The Burj Dubai is expected to use an average of 946,000 litres of water each day. During peak cooling conditions, the tower will drink up around 12,500 tons of cooling - equal to the cooling capacity offered by about 10,000 tons of melting ice. On to electricity, and the tower will power through around 50 MVA of electricity at peak times - the equivalent of having some 500,000 100-watt lightbulbs burning at the same time. That'll be some utilities bill.
More than 28,000 glass panels, each individually hand-cut, were used in the exterior cladding of the Burj Dubai - requiring some 300 cladding specialists to be flown in from China to attach the panels.
At the peak of construction, 175 cladding panels were added to the Burj Dubai per day. Each has been specially designed to withstand Dubai's scorching summer heat and has undergone dynamic wind and water testing - at the hands of a World War II airplane engine no less.
Courtesy of Dubai's steamy climate, the Burj Dubai is expected to sweat out a significant amount of condensation - particularly in the summer months. These droplets will be siphoned off to a tank in the basement car park, and used to water the tower's plants and landscaping features. It's expected that 15,000 litres - enough to fill 20 Olympic-sized pools- will be gathered each year.
Construction on the Burj Dubai began in January 2004, and took some 22 million man-hours to complete. The tower became the world's tallest free-standing structure after just 1,325 days, eclipsing Canada's CN Tower, which stands at 533.33m tall.
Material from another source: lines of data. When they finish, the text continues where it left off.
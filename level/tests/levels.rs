use std::path::PathBuf;
use std::sync::atomic::{AtomicUsize, Ordering};
use std::sync::{Arc, Mutex};

use tilepack_codec::{RegistryBuilder, TypeRegistry, Value, ValueMap};
use tilepack_level::level::{decode_map, encode_map, level_file_name, level_path};
use tilepack_level::{
    Behavior, Behaviors, Entity, LevelError, Map, TileLayer, TilesetCache, load_level,
    load_level_or_default, register_level_types, save_level,
};

// ---------------------------------------------------------------------------
// Helpers
// ---------------------------------------------------------------------------

/// Records every message it receives as `(receiver, sender, name)`.
#[derive(Clone, Default)]
struct Inbox(Arc<Mutex<Vec<(String, String, String)>>>);

impl Behavior for Inbox {
    fn on_message(&self, entity: &Entity, sender: &Entity, name: &str, _arg: &Value) {
        self.0.lock().unwrap().push((
            entity.name().to_owned(),
            sender.name().to_owned(),
            name.to_owned(),
        ));
    }
}

struct Ticker(Arc<AtomicUsize>);

impl Behavior for Ticker {
    fn update(&self, _entity: &Entity) {
        self.0.fetch_add(1, Ordering::SeqCst);
    }
}

fn registry_with(behaviors: Behaviors) -> TypeRegistry {
    let mut builder = RegistryBuilder::new();
    register_level_types(&mut builder).unwrap();
    builder
        .insert_resource(TilesetCache::new("tiles"))
        .insert_resource(behaviors);
    builder.build()
}

fn registry() -> TypeRegistry {
    let mut behaviors = Behaviors::new();
    behaviors.insert("inbox", Inbox::default());
    behaviors.insert("idle", Inbox::default());
    registry_with(behaviors)
}

fn sample_map(registry: &TypeRegistry) -> Map {
    let cache = registry.resource::<TilesetCache>().unwrap();
    let mut ground = TileLayer::new(4, 3, cache.get_or_create("blue"));
    ground.fill((0, 0), (3, 0), 5);
    ground.set(2, 2, 129);
    let overlay = TileLayer::new(4, 3, cache.get_or_create("cave"));

    let mut attributes = ValueMap::new();
    attributes.insert("x", 3);
    attributes.insert("y", -1);
    let hero = Entity::new("hero", "inbox", attributes);
    let door = Entity::new("door", "idle", ValueMap::new());
    Map::new(vec![ground, overlay], vec![hero, door])
}

/// Fresh per-test directory under the system temp dir.
fn temp_dir(test: &str) -> PathBuf {
    let dir = std::env::temp_dir().join(format!("tilepack-level-{}-{test}", std::process::id()));
    let _ = std::fs::remove_dir_all(&dir);
    std::fs::create_dir_all(&dir).unwrap();
    dir
}

// ---------------------------------------------------------------------------
// Cyclic reconstruction
// ---------------------------------------------------------------------------

#[test]
fn decoded_back_edges_point_at_decoded_map() {
    let registry = registry();
    let original = sample_map(&registry);

    let bytes = encode_map(&original, &registry).unwrap();
    let decoded = decode_map(&bytes, &registry).unwrap();

    assert_eq!(decoded, original);
    assert!(!decoded.ptr_eq(&original));
    assert_eq!(decoded.entities().len(), 2);
    for entity in decoded.entities() {
        let owner = entity.map().expect("back-edge is set");
        assert!(owner.ptr_eq(&decoded));
    }
}

#[test]
fn decoded_layers_share_cached_tilesets() {
    let registry = registry();
    let bytes = encode_map(&sample_map(&registry), &registry).unwrap();
    let decoded = decode_map(&bytes, &registry).unwrap();

    let cache = registry.resource::<TilesetCache>().unwrap();
    assert!(Arc::ptr_eq(decoded.layers()[0].tileset(), &cache.get_or_create("blue")));
    assert!(Arc::ptr_eq(decoded.layers()[1].tileset(), &cache.get_or_create("cave")));
    assert_eq!(decoded.layers()[0].get(2, 2), Some(129));
}

#[test]
fn reencoding_is_byte_identical() {
    let registry = registry();
    let first = encode_map(&sample_map(&registry), &registry).unwrap();
    let second = encode_map(&decode_map(&first, &registry).unwrap(), &registry).unwrap();
    assert_eq!(first, second);
}

#[test]
fn messages_travel_through_the_map() {
    let inbox = Inbox::default();
    let mut behaviors = Behaviors::new();
    behaviors.insert("inbox", inbox.clone());
    behaviors.insert("idle", Inbox::default());
    let registry = registry_with(behaviors);

    let bytes = encode_map(&sample_map(&registry), &registry).unwrap();
    let map = decode_map(&bytes, &registry).unwrap();

    let door = map.entity("door").unwrap();
    assert_eq!(door.send_message("hero", "open", &Value::Bool(true)), 1);
    assert_eq!(door.send_message("nobody", "open", &Value::Null), 0);
    assert_eq!(
        *inbox.0.lock().unwrap(),
        [("hero".to_owned(), "door".to_owned(), "open".to_owned())]
    );
}

#[test]
fn map_update_runs_every_script() {
    let ticks = Arc::new(AtomicUsize::new(0));
    let mut behaviors = Behaviors::new();
    behaviors.insert("inbox", Ticker(ticks.clone()));
    behaviors.insert("idle", Ticker(ticks.clone()));
    let registry = registry_with(behaviors);

    let bytes = encode_map(&sample_map(&registry), &registry).unwrap();
    let map = decode_map(&bytes, &registry).unwrap();
    map.update();
    map.update();
    assert_eq!(ticks.load(Ordering::SeqCst), 4);
}

// ---------------------------------------------------------------------------
// Files
// ---------------------------------------------------------------------------

#[test]
fn level_names() {
    assert_eq!(level_file_name(0), "level0");
    assert_eq!(level_file_name(12), "level12");
    assert!(level_path(std::path::Path::new("maps"), 3).ends_with("level3"));
}

#[test]
fn save_then_load() {
    let dir = temp_dir("save_then_load");
    let registry = registry();
    let map = sample_map(&registry);
    let path = level_path(&dir, 1);

    save_level(&path, &map, &registry).unwrap();
    let loaded = load_level(&path, &registry).unwrap();
    assert_eq!(loaded, map);
    assert!(loaded.entity("hero").unwrap().map().unwrap().ptr_eq(&loaded));

    let _ = std::fs::remove_dir_all(&dir);
}

#[test]
fn missing_file_falls_back_to_default() {
    let dir = temp_dir("missing_file");
    let registry = registry();
    let path = level_path(&dir, 7);

    assert!(matches!(
        load_level(&path, &registry),
        Err(LevelError::NotFound { .. })
    ));
    let map = load_level_or_default(&path, &registry).unwrap();
    assert_eq!(map.layers().len(), 3);
    assert_eq!(map.layers()[0].width(), 16);
    assert!(map.entities().is_empty());

    let _ = std::fs::remove_dir_all(&dir);
}

#[test]
fn invalid_file_is_reported() {
    let dir = temp_dir("invalid_file");
    let registry = registry();

    let garbage = level_path(&dir, 0);
    std::fs::write(&garbage, b"UsI\x03Map").unwrap();
    assert!(matches!(
        load_level_or_default(&garbage, &registry),
        Err(LevelError::InvalidMap(_))
    ));

    let not_a_map = level_path(&dir, 1);
    std::fs::write(&not_a_map, registry.serialize(&Value::from("map")).unwrap()).unwrap();
    assert!(matches!(
        load_level(&not_a_map, &registry),
        Err(LevelError::NotAMap { found: "text" })
    ));

    let _ = std::fs::remove_dir_all(&dir);
}

#[test]
fn default_map_roundtrips() {
    let registry = registry();
    let map = Map::new_default(registry.resource::<TilesetCache>().unwrap());
    let bytes = encode_map(&map, &registry).unwrap();
    assert_eq!(decode_map(&bytes, &registry).unwrap(), map);
}
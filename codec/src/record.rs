//! Field-registered types.
//!
//! A record declares its field schema through [`Fields`] (usually derived
//! with `#[derive(Fields)]`) and a post-decode hook through [`Record`].
//! The codec writes the non-excluded fields as a text-keyed mapping and
//! rebuilds the object in two phases: a structural build from the mapping,
//! then [`Record::finalize`] to recompute excluded and derived state.

use std::collections::{BTreeMap, BTreeSet, HashMap, HashSet};
use std::fmt::Debug;
use std::hash::Hash;

use crate::bridge;
use crate::error::{DecodeError, EncodeError, ValueMismatch};
use crate::resource::Resources;
use crate::value::{Value, ValueMap, ValueSet};

// ---------------------------------------------------------------------------
// Traits
// ---------------------------------------------------------------------------

/// Explicit field schema of a record type.
///
/// `FIELDS` lists every declared field in declaration order. `TRANSIENT`
/// lists the fields that have no wire form (back-edges, resolved handles);
/// registration requires them to be excluded.
pub trait Fields: Sized {
    const FIELDS: &'static [&'static str];
    const TRANSIENT: &'static [&'static str] = &[];

    /// Write every field through `writer`. Excluded fields are skipped by
    /// the writer, so implementations may write them unconditionally.
    fn write_fields(&self, writer: &mut FieldWriter<'_>) -> Result<(), EncodeError>;

    /// Build a structurally bare instance from decoded fields. No
    /// constructor logic runs here; that belongs in [`Record::finalize`].
    fn read_fields(reader: &mut FieldReader<'_>) -> Result<Self, DecodeError>;
}

/// A type that can be registered with
/// [`RegistryBuilder::register_record`](crate::RegistryBuilder::register_record).
pub trait Record: Fields + Clone + PartialEq + Debug + Send + Sync + 'static {
    /// Recompute state the mapping did not carry. Runs once per decoded
    /// object, right after [`Fields::read_fields`].
    fn finalize(&mut self, ctx: &FinalizeContext<'_>) -> Result<(), DecodeError>;
}

/// What a finalize hook can see besides the object itself.
pub struct FinalizeContext<'a> {
    name: &'a str,
    resources: &'a Resources,
}
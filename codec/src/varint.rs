//! Unsigned LEB128 variable-length integers.
//!
//! Each byte carries 7 payload bits, least-significant group first. The
//! high bit is set on every byte except the last. Zero is a single `0x00`.

use crate::error::DecodeError;

/// Longest valid encoding of a `u64` (ceil(64 / 7)).
pub const MAX_VARINT_LEN: usize = 10;

const CONTINUATION: u8 = 0b1000_0000;
const PAYLOAD: u8 = 0b0111_1111;

/// Append the varint encoding of `value` to `out`.
pub fn write_varint(mut value: u64, out: &mut Vec<u8>) {
    loop {
        let byte = (value as u8) & PAYLOAD;
        value >>= 7;
        if value == 0 {
            out.push(byte);
            return;
        }
        out.push(byte | CONTINUATION);
    }
}

/// Number of bytes `write_varint` would emit for `value`.
pub fn varint_len(value: u64) -> usize {
    let bits = 64 - value.leading_zeros() as usize;
    bits.div_ceil(7).max(1)
}

/// Read a varint starting at `*pos`, advancing `*pos` past it.
///
/// Fails with [`DecodeError::TruncatedBuffer`] if the continuation chain
/// runs off the end of `data`, and with [`DecodeError::VarintOverflow`]
/// if the value does not fit in 64 bits.
pub fn read_varint(data: &[u8], pos: &mut usize) -> Result<u64, DecodeError> {
    let start = *pos;
    let mut result: u64 = 0;
    let mut shift = 0u32;
    loop {
        let Some(&byte) = data.get(*pos) else {
            return Err(DecodeError::TruncatedBuffer {
                offset: *pos,
                needed: 1,
                available: 0,
            });
        };
        *pos += 1;

        let payload = u64::from(byte & PAYLOAD);
        if shift == 63 && payload > 1 {
            return Err(DecodeError::VarintOverflow { offset: start });
        }
        result |= payload << shift;

        if byte & CONTINUATION == 0 {
            return Ok(result);
        }
        shift += 7;
        if shift > 63 {
            return Err(DecodeError::VarintOverflow { offset: start });
        }
    }
}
Some 35,700 metric tons of steel was needed to kit out the Burj Dubai, enough to stretch a quarter of the way around the globe if laid end-to-end. The tower's curtain - or outer - wall is 27-5 acres across, equivalent in size to 17 football fields.
There will be 1,044 residential apartments, 49 office floors and the Armani Hotel Dubai, which will have 160 rooms spread amongst the first 39 floors. Additional features include an eleven hectare park, six water features and space for 3,000 underground parking spaces.
Burj Dubai is home to 57 elevators and eight escalators. The tower's service elevator will have a capacity of 5,500 kg and is the world's tallest service elevator. The lifts serving the Observation Deck will travel at an eye-watering 10m per second. Still, with the job of traversing the world's longest travel distance from lowest to highest stop, they do need to be fast. Each cab will hold between 12 and 14 people.
In the event of fire - don't panic. You won't be expected to walk down all 162 floors if the lifts are out-of-service. Instead, there are pressurized, air-conditioned refuge areas every 25 floors or so, where you can huddle to await rescue.
With 28,261 glass panels stretching up more than 600m, keeping the Burj Dubai's windows clean is a challenge in itself. The building has a string of permanent machines installed at floors 40, 73 and 109 that can cross the building on tracks to keep the windows sparkling. But during ‘normal' weather conditions, it's expected to take three to four months to clean the tower's entire exterior façade.
On a clear day, the tip of the Burj Dubai's spire can be seen from 95km away. Up on the Observation Deck, situated on the 124th floor, visitors will be able to see as far as 80km away through the room's ceiling-to-floor glass walls - that's twice the distance from Dubai to Al Ain.